● WORK REQUEST: Make a word-for-word copy of the entries below from their first line through the line with "async fn test_htmx_add_returns_badge_and_trigger()", and add nothing.

● Extracted records:
//! Cart routes: HTMX fragments, plain form posts and persistence.

#![allow(clippy::unwrap_used, clippy::indexing_slicing)]

use axum::http::StatusCode;
use petshop_integration_tests::TestApp;

#[tokio::test]
async fn test_htmx_add_returns_badge_and_trigger() {
    let app = TestApp::new();
    let resp = app.add_product("Dog Food", "24,99€").await;

    assert_eq!(resp.status, StatusCode::OK);
    assert_eq!(resp.header("HX-Trigger"), Some("cart-updated"));
    assert!(resp.body.contains(r#"id="cart-count""#));
    assert!(resp.body.contains(">1</span>"));
    assert!(resp.body.contains("Dog Food added to cart!"));
    assert!(resp.body.contains("alert-success"));
}

#[tokio::test]
async fn test_add_persists_versioned_cart() {
    let app = TestApp::new();
    app.add_product("Dog Food", "24,99€").await;
    app.add_product("Dog Food", "24,99€").await;

    let stored = app.stored_cart().unwrap();
    assert_eq!(stored["version"], 1);
    let lines = stored["lines"].as_array().unwrap();
    assert_eq!(lines.len(), 1);
    assert_eq!(lines[0]["id"], "dog_food");
    assert_eq!(lines[0]["price"], "24,99€");
    assert_eq!(lines[0]["quantity"], 2);
    assert!(lines[0]["addedAt"].is_string());
}

#[tokio::test]
async fn test_cart_page_totals() {
    let app = TestApp::new();
    app.add_product("Dog Food", "24,99€").await;
    app.add_product("Dog Food", "24,99€").await;

    let resp = app.get("/cart").await;
    assert_eq!(resp.status, StatusCode::OK);
    assert!(resp.body.contains("2 units"));
    assert!(resp.body.contains("49.98€"));
    assert!(resp.body.contains("4.99€"));
    assert!(resp.body.contains("54.97€"));
    assert!(resp.body.contains("Add 0.02€ more for free shipping"));
}

#[tokio::test]
async fn test_free_shipping_at_threshold() {
    let app = TestApp::new();
    app.add_product("Cat Scratcher", "34,00€").await;
    app.add_product("Cat Food", "19,95€").await;

    let resp = app.get("/cart").await;
    assert!(resp.body.contains("53.95€"));
    assert!(resp.body.contains("Free shipping! Order ≥ 50.00€"));
    assert!(app.state.with_cart(|cart| cart.shipping_quote().is_free));
}

#[tokio::test]
async fn test_empty_cart_page() {
    let app = TestApp::new();
    let resp = app.get("/cart").await;

    assert_eq!(resp.status, StatusCode::OK);
    assert!(resp.body.contains("Your cart is empty."));
    assert!(resp.body.contains("0.00€"));
    assert!(resp.body.contains("disabled>Checkout"));
}

#[tokio::test]
async fn test_plain_add_redirects_back() {
    let app = TestApp::new();
    let resp = app
        .post_form(
            "/cart/add",
            &[("name", "Chew Bone"), ("price", "6,50€"), ("return_to", "/")],
        )
        .await;

    assert_eq!(resp.status, StatusCode::SEE_OTHER);
    assert_eq!(resp.header("location"), Some("/"));
    assert_eq!(app.state.cart_count(), 1);
}

#[tokio::test]
async fn test_plain_add_ignores_foreign_return_to() {
    let app = TestApp::new();
    let resp = app
        .post_form(
            "/cart/add",
            &[
                ("name", "Chew Bone"),
                ("price", "6,50€"),
                ("return_to", "https://evil.example.com/"),
            ],
        )
        .await;

    assert_eq!(resp.header("location"), Some("/"));
}

#[tokio::test]
async fn test_invalid_price_is_rejected() {
    let app = TestApp::new();
    let resp = app.add_product("Mystery Box", "ask us").await;

    assert_eq!(resp.status, StatusCode::BAD_REQUEST);
    assert!(app.stored_cart().is_none());
    assert_eq!(app.state.cart_count(), 0);

    // The danger notification shows up on the next page
    let page = app.get("/").await;
    assert!(page.body.contains("alert-danger"));
    assert!(page.body.contains("Mystery Box could not be added"));
}

#[tokio::test]
async fn test_out_of_range_price_is_rejected() {
    let app = TestApp::new();

    for _ in 0..2 {
        let resp = app
            .add_product("Gold Bowl", "79228162514264337593543950335€")
            .await;
        assert_eq!(resp.status, StatusCode::BAD_REQUEST);
    }

    assert!(app.stored_cart().is_none());
    let page = app.get("/cart").await;
    assert_eq!(page.status, StatusCode::OK);
    assert!(page.body.contains("Your cart is empty."));
}

#[tokio::test]
async fn test_foreign_currency_price_is_rejected() {
    let app = TestApp::new();
    app.add_product("Dog Leash", "25,00€").await;

    let resp = app.add_product("Import Toy", "$30").await;

    assert_eq!(resp.status, StatusCode::BAD_REQUEST);
    assert_eq!(app.state.cart_count(), 1);
    let page = app.get("/cart").await;
    assert!(page.body.contains("29.99€"));
    assert!(!page.body.contains("Free shipping!"));
}

#[tokio::test]
async fn test_blank_name_is_rejected() {
    let app = TestApp::new();
    let resp = app.add_product("   ", "1,00€").await;
    assert_eq!(resp.status, StatusCode::BAD_REQUEST);
}

#[tokio::test]
async fn test_update_quantity_fragment() {
    let app = TestApp::new();
    app.add_product("Dog Leash", "12,90€").await;

    let resp = app
        .post_htmx("/cart/update", &[("id", "dog_leash"), ("quantity", "3")])
        .await;

    assert_eq!(resp.status, StatusCode::OK);
    assert_eq!(resp.header("HX-Trigger"), Some("cart-updated"));
    assert!(resp.body.contains("3 units"));
    assert!(resp.body.contains("38.70€"));
    assert_eq!(app.stored_cart().unwrap()["lines"][0]["quantity"], 3);
}

#[tokio::test]
async fn test_update_to_zero_removes_line() {
    let app = TestApp::new();
    app.add_product("Dog Leash", "12,90€").await;

    let resp = app
        .post_htmx("/cart/update", &[("id", "dog_leash"), ("quantity", "0")])
        .await;

    assert!(resp.body.contains("Your cart is empty."));
    assert!(resp.body.contains("Dog Leash removed from cart"));
    assert_eq!(app.stored_cart().unwrap()["lines"].as_array().unwrap().len(), 0);
}

#[tokio::test]
async fn test_update_rejects_bad_input() {
    let app = TestApp::new();
    app.add_product("Dog Leash", "12,90€").await;

    let resp = app
        .post_htmx("/cart/update", &[("id", "dog_leash"), ("quantity", "two")])
        .await;
    assert_eq!(resp.status, StatusCode::BAD_REQUEST);

    let resp = app
        .post_htmx("/cart/update", &[("id", "Dog Leash"), ("quantity", "2")])
        .await;
    assert_eq!(resp.status, StatusCode::BAD_REQUEST);
}

#[tokio::test]
async fn test_update_unknown_id_is_noop() {
    let app = TestApp::new();
    let resp = app
        .post_htmx("/cart/update", &[("id", "ghost"), ("quantity", "2")])
        .await;

    assert_eq!(resp.status, StatusCode::OK);
    assert!(app.stored_cart().is_none());
}

#[tokio::test]
async fn test_quantity_is_capped() {
    let app = TestApp::new();
    app.add_product("Feather Toy", "4,75€").await;

    let resp = app
        .post_htmx("/cart/update", &[("id", "feather_toy"), ("quantity", "500")])
        .await;

    assert!(resp.body.contains("99 units"));
    assert!(resp.body.contains("limited to 99 units"));
}

#[tokio::test]
async fn test_remove_and_plain_redirect() {
    let app = TestApp::new();
    app.add_product("Chew Bone", "6,50€").await;
    app.add_product("Dog Leash", "12,90€").await;

    let resp = app.post_form("/cart/remove", &[("id", "chew_bone")]).await;
    assert_eq!(resp.status, StatusCode::SEE_OTHER);
    assert_eq!(resp.header("location"), Some("/cart"));

    let page = app.get("/cart").await;
    assert!(!page.body.contains("line-chew_bone"));
    assert!(page.body.contains("line-dog_leash"));
    assert!(page.body.contains("Chew Bone removed from cart"));
    assert_eq!(app.state.cart_count(), 1);
}

#[tokio::test]
async fn test_clear() {
    let app = TestApp::new();
    app.add_product("Chew Bone", "6,50€").await;
    app.add_product("Dog Leash", "12,90€").await;

    let resp = app.post_htmx("/cart/clear", &[]).await;
    assert_eq!(resp.status, StatusCode::OK);
    assert!(resp.body.contains("Your cart is empty."));
    assert!(resp.body.contains("Cart emptied"));
    assert_eq!(app.state.cart_count(), 0);
}

#[tokio::test]
async fn test_clear_asks_for_confirmation() {
    let app = TestApp::new();
    app.add_product("Chew Bone", "6,50€").await;

    let page = app.get("/cart").await;

    assert!(page.body.contains(r#"hx-post="/cart/clear""#));
    assert!(page.body.contains(r#"hx-confirm="Empty your cart?""#));
}

#[tokio::test]
async fn test_count_fragment() {
    let app = TestApp::new();
    app.add_product("Chew Bone", "6,50€").await;
    app.add_product("Chew Bone", "6,50€").await;
    app.add_product("Feather Toy", "4,75€").await;

    let resp = app.get("/cart/count").await;
    assert_eq!(resp.status, StatusCode::OK);
    assert!(resp.body.contains(">3</span>"));
}

#[tokio::test]
async fn test_checkout_is_a_placeholder() {
    let app = TestApp::new();
    app.add_product("Chew Bone", "6,50€").await;

    let resp = app.post_form("/checkout", &[]).await;
    assert_eq!(resp.status, StatusCode::SEE_OTHER);
    assert_eq!(resp.header("location"), Some("/cart"));

    let page = app.get("/cart").await;
    assert!(page.body.contains("Checkout is not available yet"));
    // Nothing was bought
    assert_eq!(app.state.cart_count(), 1);
}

● OUTPUT OF THE TASK:
//! Cart routes: HTMX fragments, plain form posts and persistence.

#![allow(clippy::unwrap_used, clippy::indexing_slicing)]

use axum::http::StatusCode;
use petshop_integration_tests::TestApp;

#[tokio::test]
async fn test_htmx_add_returns_badge_and_trigger() {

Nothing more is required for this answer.